- LISTED ENTRIES
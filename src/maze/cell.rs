/*
cell.rs

Copyright 2026 The Amazeing Authors

This file is part of Amazeing.

Amazeing is free software: you can redistribute it and/or modify it under the
terms of the GNU General Public License as published by the Free Software
Foundation, either version 3 of the License, or (at your option) any later
version.

Amazeing is distributed in the hope that it will be useful, but WITHOUT ANY
WARRANTY; without even the implied warranty of MERCHANTABILITY or FITNESS FOR
A PARTICULAR PURPOSE. See the GNU General Public License for more details.

You should have received a copy of the GNU General Public License along with
Amazeing. If not, see <https://www.gnu.org/licenses/>.

SPDX-License-Identifier: GPL-3.0-or-later
*/

//! Cells, wall directions, and grid coordinates.

use std::fmt;

use strum_macros::Display;

/// Wall mask with all four walls closed.
pub const ALL_WALLS: u8 = 0x0F;

/// Direction of one of the four walls of a cell.
///
/// The discriminant of each variant is its bit in the cell wall mask, so
/// `direction as u8` is the mask bit. The `Display` form is the single
/// letter used in the persisted solution path.
#[derive(Display, Debug, Clone, Copy, PartialEq, Eq, Hash)]
#[repr(u8)]
pub enum Direction {
    #[strum(serialize = "N")]
    North = 1,

    #[strum(serialize = "E")]
    East = 2,

    #[strum(serialize = "S")]
    South = 4,

    #[strum(serialize = "W")]
    West = 8,
}

impl Direction {
    /// All the directions, in the fixed order the solver expands neighbors.
    pub const ALL: [Direction; 4] = [
        Direction::North,
        Direction::East,
        Direction::South,
        Direction::West,
    ];

    /// Bit of the direction in the cell wall mask.
    pub fn bit(self) -> u8 {
        self as u8
    }

    /// Direction of the facing wall on the adjacent cell.
    pub fn opposite(self) -> Self {
        match self {
            Direction::North => Direction::South,
            Direction::East => Direction::West,
            Direction::South => Direction::North,
            Direction::West => Direction::East,
        }
    }

    /// Offset `(dx, dy)` of the neighbor in this direction. North is up,
    /// toward smaller `y` values.
    pub fn offset(self) -> (isize, isize) {
        match self {
            Direction::North => (0, -1),
            Direction::East => (1, 0),
            Direction::South => (0, 1),
            Direction::West => (-1, 0),
        }
    }
}

/// Coordinates of a cell in the grid. Displayed as `x,y`, the form used for
/// the entry and exit lines of the output file.
#[derive(Debug, Clone, Copy, PartialEq, Eq, Hash, Default)]
pub struct Pos {
    pub x: usize,
    pub y: usize,
}

impl Pos {
    /// Create a position.
    pub fn new(x: usize, y: usize) -> Self {
        Self { x, y }
    }
}

impl fmt::Display for Pos {
    fn fmt(&self, f: &mut fmt::Formatter) -> fmt::Result {
        write!(f, "{},{}", self.x, self.y)
    }
}

/// One cell of the maze grid.
///
/// The four walls are stored as a bitmask (bit set = wall closed). A cell
/// starts fully enclosed. The `visited` marker is transient: the carvers set
/// it during generation and the solver resets and reuses it during search.
/// Obstacle cells are immovable pillars: they are created with all walls
/// closed and their mask is never mutated afterwards.
#[derive(Debug, Clone)]
pub struct Cell {
    /// Position of the cell, its identity in the grid.
    pub pos: Pos,

    /// Wall bitmask: bit 0 = North, bit 1 = East, bit 2 = South, bit 3 = West.
    pub walls: u8,

    /// Transient marker used by the carvers and the solver.
    pub visited: bool,

    /// Whether the cell belongs to the fixed obstacle region.
    pub is_obstacle: bool,
}

impl Cell {
    /// Create a fully enclosed, unvisited cell.
    pub fn new(pos: Pos) -> Self {
        Self {
            pos,
            walls: ALL_WALLS,
            visited: false,
            is_obstacle: false,
        }
    }

    /// Whether the cell has a wall in the given direction.
    pub fn has_wall(&self, direction: Direction) -> bool {
        self.walls & direction.bit() != 0
    }

    /// Open the wall in the given direction. Obstacle cells keep their walls.
    ///
    /// Opening a wall on one cell only would break the wall symmetry between
    /// adjacent cells, so this is only reachable through
    /// [`super::grid::Grid::carve_between`].
    pub(crate) fn remove_wall(&mut self, direction: Direction) {
        if !self.is_obstacle {
            self.walls &= !direction.bit();
        }
    }

    /// The wall mask as an uppercase hexadecimal digit, the persisted form
    /// of the cell.
    pub fn hex_digit(&self) -> char {
        b"0123456789ABCDEF"[(self.walls & ALL_WALLS) as usize] as char
    }
}

#[cfg(test)]
mod tests {
    use super::*;

    #[test]
    fn direction_bits_are_distinct_wall_bits() {
        let mask: u8 = Direction::ALL.iter().map(|d| d.bit()).sum();
        assert_eq!(mask, ALL_WALLS);
    }

    #[test]
    fn opposite_is_an_involution() {
        for direction in Direction::ALL {
            assert_eq!(direction.opposite().opposite(), direction);
            assert_ne!(direction.opposite(), direction);
        }
    }

    #[test]
    fn direction_letters() {
        let letters: String = Direction::ALL.iter().map(|d| d.to_string()).collect();
        assert_eq!(letters, "NESW");
    }

    #[test]
    fn new_cell_is_fully_enclosed() {
        let cell = Cell::new(Pos::new(2, 3));
        assert_eq!(cell.walls, ALL_WALLS);
        assert_eq!(cell.hex_digit(), 'F');
        for direction in Direction::ALL {
            assert!(cell.has_wall(direction));
        }
    }

    #[test]
    fn remove_wall_clears_the_bit() {
        let mut cell = Cell::new(Pos::new(0, 0));
        cell.remove_wall(Direction::East);
        cell.remove_wall(Direction::South);
        assert_eq!(cell.walls, 0x09);
        assert_eq!(cell.hex_digit(), '9');
        assert!(!cell.has_wall(Direction::East));
        assert!(cell.has_wall(Direction::North));
    }

    #[test]
    fn obstacle_cell_keeps_its_walls() {
        let mut cell = Cell::new(Pos::new(0, 0));
        cell.is_obstacle = true;
        cell.remove_wall(Direction::North);
        assert_eq!(cell.walls, ALL_WALLS);
    }

    #[test]
    fn pos_display() {
        assert_eq!(Pos::new(6, 4).to_string(), "6,4");
    }
}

- WORK INSTRUCTIONS
What is needed is a word-for-word copy of the records above, from the first line through the line that contains "A PARTICULAR PURPOSE.".

- RESULT BELOW
filename src/maze/cell.rs
/*
cell.rs

Copyright 2026 The Amazeing Authors

This file is part of Amazeing.

Amazeing is free software: you can redistribute it and/or modify it under the
terms of the GNU General Public License as published by the Free Software
Foundation, either version 3 of the License, or (at your option) any later
version.

Amazeing is distributed in the hope that it will be useful, but WITHOUT ANY
WARRANTY; without even the implied warranty of MERCHANTABILITY or FITNESS FOR
A PARTICULAR PURPOSE. See the GNU General Public License for more details.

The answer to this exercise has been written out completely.